Cette concentration sur les SUV, même au sein des gammes électriques et hybrides, est aussi problématique que leur consommation plus importante. En effet, ces véhicules plus gros nécessitent forcément plus de matières premières. Cela entraîne donc une pollution supplémentaire lors de la production, en plus des émissions liées à leur utilisation future. Et le problème s’exacerbe lorsque l’on étudie le cas des véhicules électriques, censés être la solution pour atteindre les objectifs d’émissions 0 fixés en 2050. Mais « électrifier des SUV, cela n’a aucun sens », selon Apostolos Petropoulos, de l’IEA. En effet, comme leurs homologues à propulsion fossile, les SUV électriques consomment 15 à 20% d’électricité en plus et nécessitent des batteries 30% plus grosses. Encore une fois, plus de matières premières et plus de consommation durant la vie du véhicule. 

« On voit que si l’on ne se fixe pas d’objectifs, les émissions augmentent. Il faut mettre en place les bonnes mesures. »

Apostolos Petropoulos

Comme le note Apostolos Petropoulos, il est estimé qu’il faut que 100% des ventes mondiales d’automobiles soient électriques d’ici à 2035 pour espérer atteindre les objectifs de neutralité carbone d’ici à 2050. Comment freiner l’essor des ventes de SUV, alors ? Si les ventes de véhicules électriques explosent, il faut plus de mesures pour encourager la transition du fossile vers le renouvelable. Les pays nordiques, comme la Norvège et ses 54% de ventes électriques en 2020, ont par exemple instauré des aides supplémentaires et des exonérations d’impôt sur les véhicules verts.

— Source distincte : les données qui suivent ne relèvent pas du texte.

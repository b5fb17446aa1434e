//! Property tests for the machine and the genetic operators.

use proptest::prelude::*;

use babel_vm::{
    compute::{
        ExecutionContext, INSTRUCTION_WIDTH, Instruction, Machine, OPERAND_MAX, Opcode, Program,
        assemble, disassemble, evolution::ProgramRng,
    },
    schema::VmConfig,
};

fn small_machine() -> Machine {
    Machine::new(VmConfig {
        cycle_budget: 2_000,
        ..Default::default()
    })
}

prop_compose! {
    fn program_bytes()(bytes in prop::collection::vec(any::<u8>(), 0..600)) -> Vec<u8> {
        bytes
    }
}

prop_compose! {
    fn aligned_program(max_instructions: usize)
        (count in 1..max_instructions)
        (bytes in prop::collection::vec(any::<u8>(), count * INSTRUCTION_WIDTH)) -> Program {
        Program::from_bytes(bytes)
    }
}

proptest! {
    #[test]
    fn prop_execution_is_deterministic(
        bytes in program_bytes(),
        input in prop::collection::vec(any::<u8>(), 0..16),
    ) {
        let machine = small_machine();
        let program = Program::from_bytes(bytes);
        prop_assert_eq!(machine.run(&program, &input), machine.run(&program, &input));
    }

    #[test]
    fn prop_execution_respects_cycle_budget(bytes in program_bytes()) {
        let execution = small_machine().run(&Program::from_bytes(bytes), b"");
        prop_assert!(execution.cycles <= 2_000);
        prop_assert!(!execution.crashed);
    }

    #[test]
    fn prop_programs_are_instruction_aligned(bytes in program_bytes()) {
        let program = Program::from_bytes(bytes.clone());
        prop_assert_eq!(program.len() % INSTRUCTION_WIDTH, 0);
        prop_assert!(program.len() - bytes.len() < INSTRUCTION_WIDTH);
        prop_assert_eq!(&program.as_bytes()[..bytes.len()], &bytes[..]);
    }

    #[test]
    fn prop_disassembly_covers_every_instruction(program in aligned_program(64)) {
        let before = program.clone();
        let records = disassemble(&program);
        prop_assert_eq!(records.len(), program.instruction_count());
        prop_assert!(records
            .iter()
            .all(|r| r.dest <= OPERAND_MAX && r.src_a <= OPERAND_MAX && r.src_b <= OPERAND_MAX));
        prop_assert_eq!(program, before);
    }

    #[test]
    fn prop_add_wraps(a in any::<u8>(), b in any::<u8>()) {
        let program = assemble(&[
            Instruction::new(Opcode::Add, 1, 2, 3),
            Instruction::new(Opcode::Out, 1, 0, 0),
        ]);
        let ctx = ExecutionContext::new(b"").with_register(2, a).with_register(3, b);
        let execution = small_machine().run_with_context(&program, ctx);
        prop_assert_eq!(execution.output, vec![a.wrapping_add(b)]);
    }

    #[test]
    fn prop_division_by_zero_writes_zero(a in any::<u8>()) {
        let program = assemble(&[
            Instruction::new(Opcode::Div, 1, 2, 0),
            Instruction::new(Opcode::Out, 1, 0, 0),
        ]);
        let ctx = ExecutionContext::new(b"").with_register(1, 99).with_register(2, a);
        let execution = small_machine().run_with_context(&program, ctx);
        prop_assert_eq!(execution.output, vec![0]);
    }

    #[test]
    fn prop_crossover_length_law(
        first_count in 1usize..40,
        second_count in 1usize..40,
        seed in any::<u64>(),
    ) {
        let first = Program::from_bytes(vec![0xAA; first_count * INSTRUCTION_WIDTH]);
        let second = Program::from_bytes(vec![0xBB; second_count * INSTRUCTION_WIDTH]);
        let child = ProgramRng::new(seed).crossover(&first, &second);
        let bytes = child.as_bytes();
        let shared = first.len().min(second.len());

        // One contiguous prefix from the first donor, then the second donor.
        let split = bytes.iter().position(|&b| b != 0xAA).unwrap_or(bytes.len());
        prop_assert_eq!(split % INSTRUCTION_WIDTH, 0);
        prop_assert!(split < first.len() || bytes.len() == first.len());
        prop_assert!(bytes[split..].iter().all(|&b| b == 0xBB));

        if split < bytes.len() {
            prop_assert_eq!(bytes.len(), shared);
        } else {
            prop_assert!(bytes.len() >= shared);
            prop_assert!(bytes.len() <= first.len());
        }
    }

    #[test]
    fn prop_mutation_preserves_length(
        program in aligned_program(64),
        intensity in 0.0f32..=1.0,
        seed in any::<u64>(),
    ) {
        let mut mutated = program.clone();
        ProgramRng::new(seed).mutate(&mut mutated, intensity);
        prop_assert_eq!(mutated.len(), program.len());
    }

    #[test]
    fn prop_hex_text_round_trips(program in aligned_program(64)) {
        prop_assert_eq!(Program::from_hex(&program.to_hex()).unwrap(), program);
    }
}
//! Schema module - Configuration, progress and history types for program search.

mod config;
mod evolution;

pub use config::*;
pub use evolution::*;
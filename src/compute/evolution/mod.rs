//! Evolutionary search for programs whose output reads like language.
//!
//! # Overview
//!
//! The search system consists of:
//!
//! - **Fitness** (`fitness`): the [`Scorer`] seam and a bigram reference scorer
//! - **Genome Operations** (`genome`): random programs, mutation and crossover
//! - **Population** (`population`): ranking, shaking and reproduction
//! - **Controller** (`controller`): plateau and stall detection
//! - **Search** (`search`): the generational driver
//!
//! # Example
//!
//! ```rust,no_run
//! use babel_vm::schema::SearchConfig;
//! use babel_vm::compute::evolution::{BigramScorer, EvolutionEngine};
//!
//! let scorer = BigramScorer::from_path("corpus.txt").unwrap();
//! let config = SearchConfig {
//!     target: b"hello".to_vec(),
//!     ..Default::default()
//! };
//!
//! let mut engine = EvolutionEngine::new(config, scorer).unwrap();
//! let mut controller = engine.stagnation_controller();
//! let result = engine.run_with_callback(&mut controller, |progress| {
//!     println!("Generation {}: best score = {} {:?}",
//!         progress.generation, progress.best_score, progress.best_output);
//! });
//!
//! println!("Best output: {:?}", result.text());
//! ```

mod controller;
mod fitness;
mod genome;
mod population;
mod search;

pub use controller::{
    Controller, ControllerState, StagnationController, Verdict, WinnerSummary,
};
pub use fitness::{BigramScorer, Scorer, ScorerError};
pub use genome::{MAX_INTENSITY, ProgramRng, program_distance};
pub use population::Population;
pub use search::{EvolutionEngine, SearchResult, SearchStats};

Un besoin de mesures plus fortes

Étienne Rosset, du collectif “Grâce à mon SUV”, déplore que le seuil taxable pour les SUV ait été fixé à 1,8 tonne et non 1,4 tonne en France. « Cela concerne un segment minime de la part des véhicules », note-t-il. Les SUV les plus lourds sont aussi les plus chers. Le seuil de 1,4 tonne concernent une plus large catégorie de voitures, et surtout ceux plus accessibles par les classes moyennes, plus susceptibles d’être dissuadés par le malus et les taxes. 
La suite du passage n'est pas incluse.